How to complete this task:
Lines containing the string "PathsConfig": how many are there below? Answer with the number only.

Material provided:
BEGIN

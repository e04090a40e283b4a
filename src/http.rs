//! # HTTP Data Sources
//!
//! Thin clients for the two web services the board talks to:
//!
//! - **Departures**: the VBB `transport.rest` API,
//!   `GET https://v6.vbb.transport.rest/stops/{id}/departures?duration=N`
//! - **Timezone**: worldtimeapi.org, `GET http://worldtimeapi.org/api/ip`,
//!   which geolocates the caller's public IP
//!
//! Both are used synchronously by the schedule controller. Each client owns
//! a current-thread tokio runtime and blocks on every request; requests time
//! out after [`REQUEST_TIMEOUT`]. There is no retry here, the next wake cycle
//! is the retry.

use std::time::Duration;

use chrono::DateTime;
use log::debug;
use serde::Deserialize;
use tokio::runtime::{Builder, Runtime};

use crate::platform::{FetchError, TimezoneSource, TransportDeparture, TransportSource};
use crate::timezone::TimezoneInfo;

pub const REQUEST_TIMEOUT: Duration = Duration::from_secs(5);

const VBB_BASE_URL: &str = "https://v6.vbb.transport.rest";
const WORLDTIME_IP_URL: &str = "http://worldtimeapi.org/api/ip";

fn runtime() -> Result<Runtime, FetchError> {
    Ok(Builder::new_current_thread().enable_all().build()?)
}

fn client() -> Result<reqwest::Client, FetchError> {
    Ok(reqwest::Client::builder().timeout(REQUEST_TIMEOUT).build()?)
}

/// Parse an ISO-8601 timestamp with offset into UTC epoch seconds.
pub fn parse_timestamp(value: &str) -> Result<i64, FetchError> {
    DateTime::parse_from_rfc3339(value)
        .map(|dt| dt.timestamp())
        .map_err(|source| FetchError::Timestamp {
            value: value.to_string(),
            source,
        })
}

fn parse_optional(value: Option<&str>) -> Result<Option<i64>, FetchError> {
    value.map(parse_timestamp).transpose()
}

#[derive(Debug, Deserialize)]
struct DeparturesResponse {
    departures: Option<Vec<ApiDeparture>>,
}

#[derive(Debug, Deserialize)]
struct ApiDeparture {
    when: Option<String>,
    direction: Option<String>,
    line: ApiNamed,
    stop: ApiNamed,
}

#[derive(Debug, Deserialize)]
struct ApiNamed {
    name: String,
}

impl ApiDeparture {
    fn into_record(self) -> Result<TransportDeparture, FetchError> {
        Ok(TransportDeparture {
            scheduled_time: parse_optional(self.when.as_deref())?,
            line_name: self.line.name,
            direction: self.direction.unwrap_or_default(),
            stop_name: self.stop.name,
        })
    }
}

/// Parse a `/stops/{id}/departures` response body.
pub fn parse_departures(body: &str) -> Result<Vec<TransportDeparture>, FetchError> {
    let response: DeparturesResponse =
        serde_json::from_str(body).map_err(|e| FetchError::Response(e.to_string()))?;
    let departures = response
        .departures
        .ok_or_else(|| FetchError::Response("missing departures in response".into()))?;
    departures.into_iter().map(ApiDeparture::into_record).collect()
}

pub struct VbbClient {
    runtime: Runtime,
    client: reqwest::Client,
    base_url: String,
}

impl VbbClient {
    pub fn new() -> Result<Self, FetchError> {
        Self::with_base_url(VBB_BASE_URL)
    }

    pub fn with_base_url(base_url: &str) -> Result<Self, FetchError> {
        Ok(Self {
            runtime: runtime()?,
            client: client()?,
            base_url: base_url.trim_end_matches('/').to_string(),
        })
    }

    fn departures_url(&self, stop_id: &str) -> String {
        format!("{}/stops/{}/departures", self.base_url, stop_id)
    }
}

impl TransportSource for VbbClient {
    fn departures(
        &mut self,
        stop_id: &str,
        duration_minutes: u32,
    ) -> Result<Vec<TransportDeparture>, FetchError> {
        let url = self.departures_url(stop_id);
        debug!("GET {url} (duration {duration_minutes} min)");

        let request = self
            .client
            .get(&url)
            .query(&[("duration", duration_minutes.to_string())]);
        let body = self.runtime.block_on(async {
            request
                .send()
                .await?
                .error_for_status()?
                .text()
                .await
        })?;
        parse_departures(&body)
    }
}

#[derive(Debug, Deserialize)]
struct WorldTimeResponse {
    timezone: String,
    raw_offset: i32,
    dst_offset: i32,
    dst: bool,
    dst_until: Option<String>,
    dst_from: Option<String>,
    datetime: String,
}

/// Parse a worldtimeapi.org `/api/ip` response body.
pub fn parse_timezone(body: &str) -> Result<TimezoneInfo, FetchError> {
    let response: WorldTimeResponse =
        serde_json::from_str(body).map_err(|e| FetchError::Response(e.to_string()))?;
    Ok(TimezoneInfo {
        timezone_name: response.timezone,
        raw_offset_seconds: response.raw_offset,
        dst_offset_seconds: response.dst_offset,
        is_dst: response.dst,
        dst_until: parse_optional(response.dst_until.as_deref())?,
        dst_from: parse_optional(response.dst_from.as_deref())?,
        response_time: parse_timestamp(&response.datetime)?,
    })
}

pub struct WorldTimeClient {
    runtime: Runtime,
    client: reqwest::Client,
    url: String,
}

impl WorldTimeClient {
    pub fn new() -> Result<Self, FetchError> {
        Ok(Self {
            runtime: runtime()?,
            client: client()?,
            url: WORLDTIME_IP_URL.to_string(),
        })
    }
}

impl TimezoneSource for WorldTimeClient {
    fn fetch(&mut self) -> Result<TimezoneInfo, FetchError> {
        debug!("GET {}", self.url);
        let request = self.client.get(&self.url);
        let body = self.runtime.block_on(async {
            request
                .send()
                .await?
                .error_for_status()?
                .text()
                .await
        })?;
        parse_timezone(&body)
    }
}
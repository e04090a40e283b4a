//! # Configuration Management
//!
//! This module loads `departure-board.toml` and turns it into a validated
//! [`Config`]. The file is parsed into a raw serde structure first and then
//! checked field by field, so a bad stop list, an empty SSID, or a broken
//! direction pattern is reported once at boot with a message naming the
//! offending entry instead of surfacing mid-cycle.
//!
//! ```toml
//! stop_ids = ["900100003"]
//! text_cleanup_phrases = ["S+U ", " (Berlin)"]
//! max_fetch_duration_minutes = 50
//!
//! [network]
//! ssid = "home"
//! key = "secret"
//!
//! [[line_direction_rules]]
//! line_name = "M10"
//! direction_pattern = "Warschauer"
//! exception_pattern = "Nordbahnhof"
//! ```

use std::fs;
use std::path::{Path, PathBuf};

use log::info;
use regex::Regex;
use serde::Deserialize;
use thiserror::Error;

/// Default configuration file name, looked up in the working directory.
pub const CONFIG_FILE: &str = "departure-board.toml";

#[derive(Error, Debug)]
pub enum ConfigError {
    #[error("cannot read {path}: {source}")]
    Read {
        path: PathBuf,
        source: std::io::Error,
    },

    #[error("invalid config file: {0}")]
    Parse(#[from] toml::de::Error),

    #[error("invalid config: {0}")]
    Invalid(String),

    #[error("invalid pattern {pattern:?} for line {line}: {source}")]
    Pattern {
        line: String,
        pattern: String,
        source: regex::Error,
    },
}

#[derive(Debug, Deserialize)]
struct RawConfig {
    stop_ids: Vec<String>,
    #[serde(default)]
    line_direction_rules: Vec<RawRule>,
    #[serde(default)]
    text_cleanup_phrases: Vec<String>,
    network: NetworkCredentials,
    max_fetch_duration_minutes: u32,
    #[serde(default)]
    paths: PathsConfig,
    #[serde(default)]
    display: DisplayConfig,
}

#[derive(Debug, Deserialize)]
struct RawRule {
    line_name: String,
    direction_pattern: String,
    exception_pattern: Option<String>,
}

/// Wi-Fi credentials.
#[derive(Clone, Debug, Deserialize, PartialEq, Eq)]
pub struct NetworkCredentials {
    pub ssid: String,
    #[serde(default)]
    pub key: String,
}

/// Which departures of a line to show. Patterns match from the start of
/// the direction text.
#[derive(Clone, Debug)]
pub struct LineDirectionRule {
    pub line_name: String,
    pub direction: Regex,
    pub exception: Option<Regex>,
}

impl LineDirectionRule {
    pub fn matches(&self, line_name: &str, direction: &str) -> bool {
        line_name == self.line_name
            && self.direction.is_match(direction)
            && !self
                .exception
                .as_ref()
                .is_some_and(|except| except.is_match(direction))
    }
}

/// Files the board reads and writes.
#[derive(Clone, Debug, Deserialize)]
#[serde(default)]
pub struct PathsConfig {
    /// Durable state surviving deep sleep
    pub cache: PathBuf,
    /// Unhandled errors are appended here before a reset
    pub error_log: PathBuf,
    pub regular_font: PathBuf,
    pub condensed_font: PathBuf,
}

impl Default for PathsConfig {
    fn default() -> Self {
        Self {
            cache: PathBuf::from("cache.json"),
            error_log: PathBuf::from("error.log"),
            regular_font: PathBuf::from("fonts/regular.json"),
            condensed_font: PathBuf::from("fonts/condensed.json"),
        }
    }
}

/// Panel geometry and where host builds put rendered frames.
#[derive(Clone, Debug, Deserialize)]
#[serde(default)]
pub struct DisplayConfig {
    pub width: u32,
    pub height: u32,
    pub frame_output: PathBuf,
}

impl Default for DisplayConfig {
    fn default() -> Self {
        Self {
            width: 800,  // Inkplate 6
            height: 600, // Inkplate 6
            frame_output: PathBuf::from("frame.pbm"),
        }
    }
}

/// Validated board configuration.
#[derive(Clone, Debug)]
pub struct Config {
    pub stop_ids: Vec<String>,
    pub line_direction_rules: Vec<LineDirectionRule>,
    pub text_cleanup_phrases: Vec<String>,
    pub network: NetworkCredentials,
    pub max_fetch_duration_minutes: u32,
    pub paths: PathsConfig,
    pub display: DisplayConfig,
}

impl Config {
    /// Load configuration from specified path
    pub fn load_from_path<P: AsRef<Path>>(path: P) -> Result<Self, ConfigError> {
        let contents = fs::read_to_string(&path).map_err(|source| ConfigError::Read {
            path: path.as_ref().to_path_buf(),
            source,
        })?;
        let config = Self::from_toml(&contents)?;
        info!(
            "loaded configuration for {} stop(s), {} line rule(s)",
            config.stop_ids.len(),
            config.line_direction_rules.len()
        );
        Ok(config)
    }

    pub fn from_toml(contents: &str) -> Result<Self, ConfigError> {
        let raw: RawConfig = toml::from_str(contents)?;
        Self::validate(raw)
    }

    fn validate(raw: RawConfig) -> Result<Self, ConfigError> {
        if raw.stop_ids.is_empty() {
            return Err(ConfigError::Invalid("stop_ids must not be empty".into()));
        }
        if let Some(blank) = raw.stop_ids.iter().position(|s| s.trim().is_empty()) {
            return Err(ConfigError::Invalid(format!("stop_ids[{blank}] is blank")));
        }
        if raw.network.ssid.is_empty() {
            return Err(ConfigError::Invalid("network.ssid must not be empty".into()));
        }
        if raw.max_fetch_duration_minutes == 0 {
            return Err(ConfigError::Invalid(
                "max_fetch_duration_minutes must be positive".into(),
            ));
        }
        if raw.display.width == 0 || raw.display.height == 0 {
            return Err(ConfigError::Invalid(
                "display width and height must be positive".into(),
            ));
        }
        if let Some(empty) = raw.text_cleanup_phrases.iter().position(|p| p.is_empty()) {
            return Err(ConfigError::Invalid(format!(
                "text_cleanup_phrases[{empty}] is empty"
            )));
        }

        let line_direction_rules = raw
            .line_direction_rules
            .into_iter()
            .map(compile_rule)
            .collect::<Result<Vec<_>, _>>()?;

        Ok(Self {
            stop_ids: raw.stop_ids,
            line_direction_rules,
            text_cleanup_phrases: raw.text_cleanup_phrases,
            network: raw.network,
            max_fetch_duration_minutes: raw.max_fetch_duration_minutes,
            paths: raw.paths,
            display: raw.display,
        })
    }
}

fn compile_rule(raw: RawRule) -> Result<LineDirectionRule, ConfigError> {
    if raw.line_name.is_empty() {
        return Err(ConfigError::Invalid(
            "line_direction_rules entry with empty line_name".into(),
        ));
    }

    let compile = |pattern: &str| {
        // anchored at the start, unanchored at the end
        Regex::new(&format!("^(?:{pattern})")).map_err(|source| ConfigError::Pattern {
            line: raw.line_name.clone(),
            pattern: pattern.to_string(),
            source,
        })
    };

    let direction = compile(&raw.direction_pattern)?;
    let exception = raw.exception_pattern.as_deref().map(compile).transpose()?;

    Ok(LineDirectionRule {
        line_name: raw.line_name,
        direction,
        exception,
    })
}

#[cfg(test)]
pub(crate) mod tests {
    use super::*;

    pub(crate) const SAMPLE: &str = r#"
stop_ids = ["900100003", "900120005"]
text_cleanup_phrases = ["S+U ", " (Berlin)"]
max_fetch_duration_minutes = 50

[network]
ssid = "home"
key = "secret"

[[line_direction_rules]]
line_name = "M10"
direction_pattern = "S\\+U Warschauer"

[[line_direction_rules]]
line_name = "U8"
direction_pattern = "S\\+U Wittenau|Paracelsus"
exception_pattern = "Paracelsus-Bad"
"#;

    #[test]
    fn test_parse_sample() {
        let config = Config::from_toml(SAMPLE).unwrap();
        assert_eq!(config.stop_ids, vec!["900100003", "900120005"]);
        assert_eq!(config.network.ssid, "home");
        assert_eq!(config.max_fetch_duration_minutes, 50);
        assert_eq!(config.line_direction_rules.len(), 2);
        assert_eq!(config.paths.cache, PathBuf::from("cache.json"));
        assert_eq!(config.display.width, 800);
    }

    #[test]
    fn test_rules_match_from_start() {
        let config = Config::from_toml(SAMPLE).unwrap();
        let m10 = &config.line_direction_rules[0];
        assert!(m10.matches("M10", "S+U Warschauer Str."));
        assert!(!m10.matches("M10", "Nordbahnhof via S+U Warschauer"));
        assert!(!m10.matches("M1", "S+U Warschauer Str."));
    }

    #[test]
    fn test_exception_pattern() {
        let config = Config::from_toml(SAMPLE).unwrap();
        let u8 = &config.line_direction_rules[1];
        assert!(u8.matches("U8", "Paracelsus-Str."));
        assert!(!u8.matches("U8", "Paracelsus-Bad"));
        assert!(u8.matches("U8", "S+U Wittenau"));
    }

    #[test]
    fn test_missing_field_is_rejected() {
        let err = Config::from_toml("stop_ids = [\"1\"]\nmax_fetch_duration_minutes = 5\n")
            .unwrap_err();
        assert!(matches!(err, ConfigError::Parse(_)));
        assert!(err.to_string().contains("network"));
    }

    #[test]
    fn test_empty_stops_rejected() {
        let toml = SAMPLE.replace(r#"["900100003", "900120005"]"#, "[]");
        let err = Config::from_toml(&toml).unwrap_err();
        assert!(err.to_string().contains("stop_ids"));
    }

    #[test]
    fn test_bad_pattern_names_line() {
        let toml = SAMPLE.replace(r#"S\\+U Warschauer"#, "(unclosed");
        match Config::from_toml(&toml).unwrap_err() {
            ConfigError::Pattern { line, .. } => assert_eq!(line, "M10"),
            other => panic!("unexpected error {other}"),
        }
    }

    #[test]
    fn test_shipped_config_parses() {
        let config = Config::from_toml(include_str!("../departure-board.toml")).unwrap();
        assert_eq!(config.stop_ids.len(), 2);
        assert!(config.line_direction_rules[1].matches("U2", "S+U Pankow"));
        assert!(!config.line_direction_rules[1].matches("U2", "Ruhleben"));
    }

    #[test]
    fn test_load_nonexistent_file() {
        let err = Config::load_from_path("/nonexistent/path").unwrap_err();
        assert!(matches!(err, ConfigError::Read { .. }));
    }
}
//! # Departure Board Entry Point
//!
//! Runs the board on a regular Linux host. The panel is an in-memory
//! framebuffer written to a PBM file after every frame, or printed as ASCII
//! art with `--stdout`.
//!
//! ```text
//! departure-board [--stdout] [CONFIG]
//! ```
//!
//! Each pass through the boot loop below stands in for one power-up of the
//! device: configuration, fonts, and every collaborator are built from
//! scratch, and only the cache and error log files carry over.

use std::env;
use std::path::PathBuf;
use std::thread;
use std::time::Duration;

use departure_board_lib::config::{PathsConfig, CONFIG_FILE};
use departure_board_lib::host::power_up;
use departure_board_lib::platform::WakeReason;
use log::info;

/// Pause before booting again after a reset
const RESET_DELAY: Duration = Duration::from_secs(5);

fn main() {
    env_logger::Builder::from_env(env_logger::Env::default().default_filter_or("info")).init();

    // Development mode: print frames to the terminal instead of a file
    let development_mode = env::args().any(|arg| arg == "--stdout");
    let config_path = env::args()
        .skip(1)
        .find(|arg| !arg.starts_with("--"))
        .map(PathBuf::from)
        .unwrap_or_else(|| PathBuf::from(CONFIG_FILE));
    let fallback_error_log = PathsConfig::default().error_log;

    let mut wake = WakeReason::ColdBoot;
    loop {
        wake = power_up(&config_path, &fallback_error_log, development_mode, wake);
        info!("restarting after {wake:?}");
        if wake == WakeReason::HardReset {
            thread::sleep(RESET_DELAY);
        }
    }
}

END

Task output:
6